## Task goal
Produce the records below again, word for word, but stop after the line that contains "return its id.".

(Saved data entries)
▶
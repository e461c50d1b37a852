//! Integration tests for the `tl` CLI.
//!
//! Each test creates a temp data directory, runs `tl -C <dir>` as a
//! subprocess, and verifies stdout and/or the stored snapshot.

use std::fs;
use std::path::{Path, PathBuf};
use std::process::Command;

/// Get the path to the built `tl` binary.
fn tl_bin() -> PathBuf {
    // cargo test builds to target/debug/
    let mut path = std::env::current_exe().unwrap();
    path.pop(); // remove test binary name
    path.pop(); // remove deps/
    path.push("tl");
    path
}

/// Run `tl` against the data directory, returning (stdout, stderr, success).
fn run_tl(dir: &Path, args: &[&str]) -> (String, String, bool) {
    let output = Command::new(tl_bin())
        .arg("-C")
        .arg(dir)
        .args(args)
        .output()
        .expect("failed to run tl");

    let stdout = String::from_utf8_lossy(&output.stdout).to_string();
    let stderr = String::from_utf8_lossy(&output.stderr).to_string();
    (stdout, stderr, output.status.success())
}

/// Run `tl` expecting success, return stdout.
fn run_tl_ok(dir: &Path, args: &[&str]) -> String {
    let (stdout, stderr, success) = run_tl(dir, args);
    if !success {
        panic!(
            "tl {:?} failed:\nstdout: {}\nstderr: {}",
            args, stdout, stderr
        );
    }
    stdout
}

/// Add a task and return its id.
fn add(dir: &Path, args: &[&str]) -> String {
    let mut full = vec!["add"];
    full.extend_from_slice(args);
    run_tl_ok(dir, &full).trim().to_string()
}

fn stored(dir: &Path) -> serde_json::Value {
    let text = fs::read_to_string(dir.join("todos.json")).unwrap();
    serde_json::from_str(&text).unwrap()
}

// ---------------------------------------------------------------------------
// Write command tests
// ---------------------------------------------------------------------------

#[test]
fn test_add_persists_sanitized_text() {
    let tmp = tempfile::TempDir::new().unwrap();
    let id = add(tmp.path(), &["Fish", "&", "chips", "--priority", "high", "-c", "shopping"]);
    assert!(id.parse::<i64>().is_ok(), "id should be a millisecond timestamp: {}", id);

    let data = stored(tmp.path());
    let arr = data.as_array().unwrap();
    assert_eq!(arr.len(), 1);
    assert_eq!(arr[0]["id"], id.as_str());
    // `&` is not one of the escaped characters
    assert_eq!(arr[0]["text"], "Fish & chips");
    assert_eq!(arr[0]["completed"], false);
    assert_eq!(arr[0]["priority"], "high");
    assert_eq!(arr[0]["category"], "shopping");
    assert!(arr[0]["createdAt"].is_string());
}

#[test]
fn test_add_escapes_markup_characters() {
    let tmp = tempfile::TempDir::new().unwrap();
    add(tmp.path(), &["a/b <c>"]);
    add(tmp.path(), &["it's \"done\""]);

    let data = stored(tmp.path());
    assert_eq!(data[0]["text"], "a&#x2F;b &lt;c&gt;");
    assert_eq!(data[1]["text"], "it&#x27;s &quot;done&quot;");

    // Text output shows the characters as typed
    let out = run_tl_ok(tmp.path(), &["list"]);
    assert!(out.contains("a/b <c>"));
    assert!(out.contains("it's \"done\""));
}

#[test]
fn test_add_rejects_unsafe_text() {
    let tmp = tempfile::TempDir::new().unwrap();
    let (_, stderr, success) = run_tl(tmp.path(), &["add", "<script>alert(1)</script>"]);
    assert!(!success);
    assert!(stderr.contains("error:"));
    assert!(stderr.contains("unsafe"));
    assert!(!tmp.path().join("todos.json").exists());
}

#[test]
fn test_add_rejects_blank_text() {
    let tmp = tempfile::TempDir::new().unwrap();
    let (_, stderr, success) = run_tl(tmp.path(), &["add", "   "]);
    assert!(!success);
    assert!(stderr.contains("empty"));
}

#[test]
fn test_add_unknown_priority() {
    let tmp = tempfile::TempDir::new().unwrap();
    let (_, stderr, success) = run_tl(tmp.path(), &["add", "x", "--priority", "urgent"]);
    assert!(!success);
    assert!(stderr.contains("unknown priority 'urgent'"));
}

#[test]
fn test_config_defaults_apply() {
    let tmp = tempfile::TempDir::new().unwrap();
    fs::write(
        tmp.path().join("config.toml"),
        "[defaults]\npriority = \"low\"\ncategory = \"health\"\n",
    )
    .unwrap();
    add(tmp.path(), &["Stretch"]);
    let data = stored(tmp.path());
    assert_eq!(data[0]["priority"], "low");
    assert_eq!(data[0]["category"], "health");
}

#[test]
fn test_toggle_done_and_clear() {
    let tmp = tempfile::TempDir::new().unwrap();
    let a = add(tmp.path(), &["first"]);
    let b = add(tmp.path(), &["second"]);

    let out = run_tl_ok(tmp.path(), &["toggle", &a]);
    assert!(out.starts_with("[x]"));
    let out = run_tl_ok(tmp.path(), &["toggle", &a]);
    assert!(out.starts_with("[ ]"));

    run_tl_ok(tmp.path(), &["done", &b]);
    let (out, stderr, success) = run_tl(tmp.path(), &["done", &b]);
    assert!(success);
    assert!(out.starts_with("[x]"));
    assert!(stderr.contains("already completed"));

    let out = run_tl_ok(tmp.path(), &["clear"]);
    assert_eq!(out.trim(), "cleared 1 completed task");
    let data = stored(tmp.path());
    assert_eq!(data.as_array().unwrap().len(), 1);
    assert_eq!(data[0]["id"], a.as_str());
}

#[test]
fn test_edit_and_rm() {
    let tmp = tempfile::TempDir::new().unwrap();
    let id = add(tmp.path(), &["draft"]);

    let out = run_tl_ok(tmp.path(), &["edit", &id, "final", "<version>"]);
    assert!(out.contains("final <version>"));
    assert_eq!(stored(tmp.path())[0]["text"], "final &lt;version&gt;");

    let (_, stderr, success) = run_tl(tmp.path(), &["edit", &id, "onload=steal()"]);
    assert!(!success);
    assert!(stderr.contains("unsafe"));
    assert_eq!(stored(tmp.path())[0]["text"], "final &lt;version&gt;");

    let out = run_tl_ok(tmp.path(), &["rm", &id]);
    assert_eq!(out.trim(), format!("deleted {}", id));
    assert!(stored(tmp.path()).as_array().unwrap().is_empty());
}

#[test]
fn test_unknown_id_fails() {
    let tmp = tempfile::TempDir::new().unwrap();
    let (_, stderr, success) = run_tl(tmp.path(), &["toggle", "42"]);
    assert!(!success);
    assert!(stderr.contains("task not found: 42"));
}

// ---------------------------------------------------------------------------
// Read command tests
// ---------------------------------------------------------------------------

#[test]
fn test_list_sorted_by_priority() {
    let tmp = tempfile::TempDir::new().unwrap();
    add(tmp.path(), &["low thing", "-p", "low"]);
    add(tmp.path(), &["high thing", "-p", "high"]);
    add(tmp.path(), &["medium thing"]);

    let out = run_tl_ok(tmp.path(), &["list"]);
    let lines: Vec<&str> = out.lines().collect();
    assert_eq!(lines.len(), 3);
    assert!(lines[0].contains("high thing"));
    assert!(lines[1].contains("medium thing"));
    assert!(lines[2].contains("low thing"));
}

#[test]
fn test_list_filters() {
    let tmp = tempfile::TempDir::new().unwrap();
    let a = add(tmp.path(), &["open"]);
    let b = add(tmp.path(), &["closed"]);
    run_tl_ok(tmp.path(), &["done", &b]);

    let out = run_tl_ok(tmp.path(), &["list", "--filter", "active"]);
    assert!(out.contains(&a));
    assert!(!out.contains(&b));

    let out = run_tl_ok(tmp.path(), &["list", "--filter", "completed"]);
    assert!(out.contains(&b));
    assert!(!out.contains(&a));

    let (_, stderr, success) = run_tl(tmp.path(), &["list", "--filter", "someday"]);
    assert!(!success);
    assert!(stderr.contains("unknown filter"));
}

#[test]
fn test_list_empty_message() {
    let tmp = tempfile::TempDir::new().unwrap();
    let out = run_tl_ok(tmp.path(), &["list", "--filter", "completed"]);
    assert_eq!(out.trim(), "No completed tasks");
}

#[test]
fn test_list_json() {
    let tmp = tempfile::TempDir::new().unwrap();
    add(tmp.path(), &["<b>bold</b>"]);
    let out = run_tl_ok(tmp.path(), &["list", "--json"]);
    let parsed: serde_json::Value = serde_json::from_str(&out).unwrap();
    let arr = parsed.as_array().unwrap();
    assert_eq!(arr.len(), 1);
    assert_eq!(arr[0]["text"], "&lt;b&gt;bold&lt;&#x2F;b&gt;");
    assert_eq!(arr[0]["priority"], "medium");
}

#[test]
fn test_board_json_counts() {
    let tmp = tempfile::TempDir::new().unwrap();
    add(tmp.path(), &["one"]);
    let b = add(tmp.path(), &["two"]);
    run_tl_ok(tmp.path(), &["toggle", &b]);

    let out = run_tl_ok(tmp.path(), &["--json", "board"]);
    let parsed: serde_json::Value = serde_json::from_str(&out).unwrap();
    assert_eq!(parsed["all"]["count"], 2);
    assert_eq!(parsed["active"]["count"], 1);
    assert_eq!(parsed["completed"]["count"], 1);
    assert_eq!(parsed["completed"]["tasks"][0]["id"], b.as_str());
}

#[test]
fn test_board_text() {
    let tmp = tempfile::TempDir::new().unwrap();
    let out = run_tl_ok(tmp.path(), &["board"]);
    assert!(out.contains("== All (0) =="));
    assert!(out.contains("No todos yet"));
    assert!(out.contains("No active tasks"));
    assert!(out.contains("No completed tasks"));
}

#[test]
fn test_stats() {
    let tmp = tempfile::TempDir::new().unwrap();
    let a = add(tmp.path(), &["a"]);
    add(tmp.path(), &["b"]);
    add(tmp.path(), &["c"]);
    run_tl_ok(tmp.path(), &["done", &a]);

    let out = run_tl_ok(tmp.path(), &["stats"]);
    assert_eq!(out.trim(), "total 3  active 2  completed 1  progress 33%");

    let out = run_tl_ok(tmp.path(), &["stats", "--json"]);
    let parsed: serde_json::Value = serde_json::from_str(&out).unwrap();
    assert_eq!(parsed["total"], 3);
    assert_eq!(parsed["completion_rate"], 33);
}

#[test]
fn test_export_html() {
    let tmp = tempfile::TempDir::new().unwrap();
    add(tmp.path(), &["<img src=x>"]);
    let page = tmp.path().join("board.html");
    run_tl_ok(tmp.path(), &["export", "--html", "-o", page.to_str().unwrap()]);

    let html = fs::read_to_string(&page).unwrap();
    assert!(html.starts_with("<!DOCTYPE html>"));
    assert!(html.contains("&lt;img src=x&gt;"));
    assert!(!html.contains("<img"));

    let (_, stderr, success) = run_tl(tmp.path(), &["export"]);
    assert!(!success);
    assert!(stderr.contains("--html"));
}

// ---------------------------------------------------------------------------
// Stored data tolerance
// ---------------------------------------------------------------------------

#[test]
fn test_legacy_records_load() {
    let tmp = tempfile::TempDir::new().unwrap();
    fs::write(
        tmp.path().join("todos.json"),
        r#"[{"id":"1700000000000","text":"legacy","completed":false,
             "createdAt":"2023-11-14T22:13:20.000Z","category":"work"}]"#,
    )
    .unwrap();

    let out = run_tl_ok(tmp.path(), &["list", "--json"]);
    let parsed: serde_json::Value = serde_json::from_str(&out).unwrap();
    assert_eq!(parsed[0]["priority"], "medium");
    assert_eq!(parsed[0]["category"], "work");
}

#[test]
fn test_corrupt_snapshot_is_kept_aside() {
    let tmp = tempfile::TempDir::new().unwrap();
    fs::write(tmp.path().join("todos.json"), "{oops").unwrap();

    let (out, stderr, success) = run_tl(tmp.path(), &["list"]);
    assert!(success);
    assert_eq!(out.trim(), "No todos yet");
    assert!(stderr.contains("warning: stored tasks were unreadable"));
    assert_eq!(
        fs::read_to_string(tmp.path().join("todos.corrupt.json")).unwrap(),
        "{oops"
    );

    // The next write replaces the broken snapshot
    add(tmp.path(), &["fresh start"]);
    assert_eq!(stored(tmp.path()).as_array().unwrap().len(), 1);
}

#[test]
fn test_dropped_records_warn() {
    let tmp = tempfile::TempDir::new().unwrap();
    fs::write(
        tmp.path().join("todos.json"),
        r#"[{"id":"1","text":"ok","createdAt":"2024-01-01T00:00:00Z"},
            {"id":"2","text":"bad","createdAt":"never"}]"#,
    )
    .unwrap();
    let (out, stderr, success) = run_tl(tmp.path(), &["list"]);
    assert!(success);
    assert!(out.contains("ok"));
    assert!(stderr.contains("skipped 1 unreadable task record"));
}

#[test]
fn test_invalid_config_fails() {
    let tmp = tempfile::TempDir::new().unwrap();
    fs::write(tmp.path().join("config.toml"), "[ui]\nlayout = \"grid\"\n").unwrap();
    let (_, stderr, success) = run_tl(tmp.path(), &["list"]);
    assert!(!success);
    assert!(stderr.contains("config.toml"));
}

#[test]
fn test_log_file_written() {
    let tmp = tempfile::TempDir::new().unwrap();
    add(tmp.path(), &["logged"]);
    let logs: Vec<_> = fs::read_dir(tmp.path().join("logs"))
        .unwrap()
        .map(|e| e.unwrap().file_name().to_string_lossy().into_owned())
        .collect();
    assert!(logs.iter().any(|name| name.starts_with("tally")));
}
◀
## Response to this exercise
repository e461c50d1b37a852
//! Integration tests for the `tl` CLI.
//!
//! Each test creates a temp data directory, runs `tl -C <dir>` as a
//! subprocess, and verifies stdout and/or the stored snapshot.

use std::fs;
use std::path::{Path, PathBuf};
use std::process::Command;

/// Get the path to the built `tl` binary.
fn tl_bin() -> PathBuf {
    // cargo test builds to target/debug/
    let mut path = std::env::current_exe().unwrap();
    path.pop(); // remove test binary name
    path.pop(); // remove deps/
    path.push("tl");
    path
}

/// Run `tl` against the data directory, returning (stdout, stderr, success).
fn run_tl(dir: &Path, args: &[&str]) -> (String, String, bool) {
    let output = Command::new(tl_bin())
        .arg("-C")
        .arg(dir)
        .args(args)
        .output()
        .expect("failed to run tl");

    let stdout = String::from_utf8_lossy(&output.stdout).to_string();
    let stderr = String::from_utf8_lossy(&output.stderr).to_string();
    (stdout, stderr, output.status.success())
}

/// Run `tl` expecting success, return stdout.
fn run_tl_ok(dir: &Path, args: &[&str]) -> String {
    let (stdout, stderr, success) = run_tl(dir, args);
    if !success {
        panic!(
            "tl {:?} failed:\nstdout: {}\nstderr: {}",
            args, stdout, stderr
        );
    }
    stdout
}

/// Add a task and return its id.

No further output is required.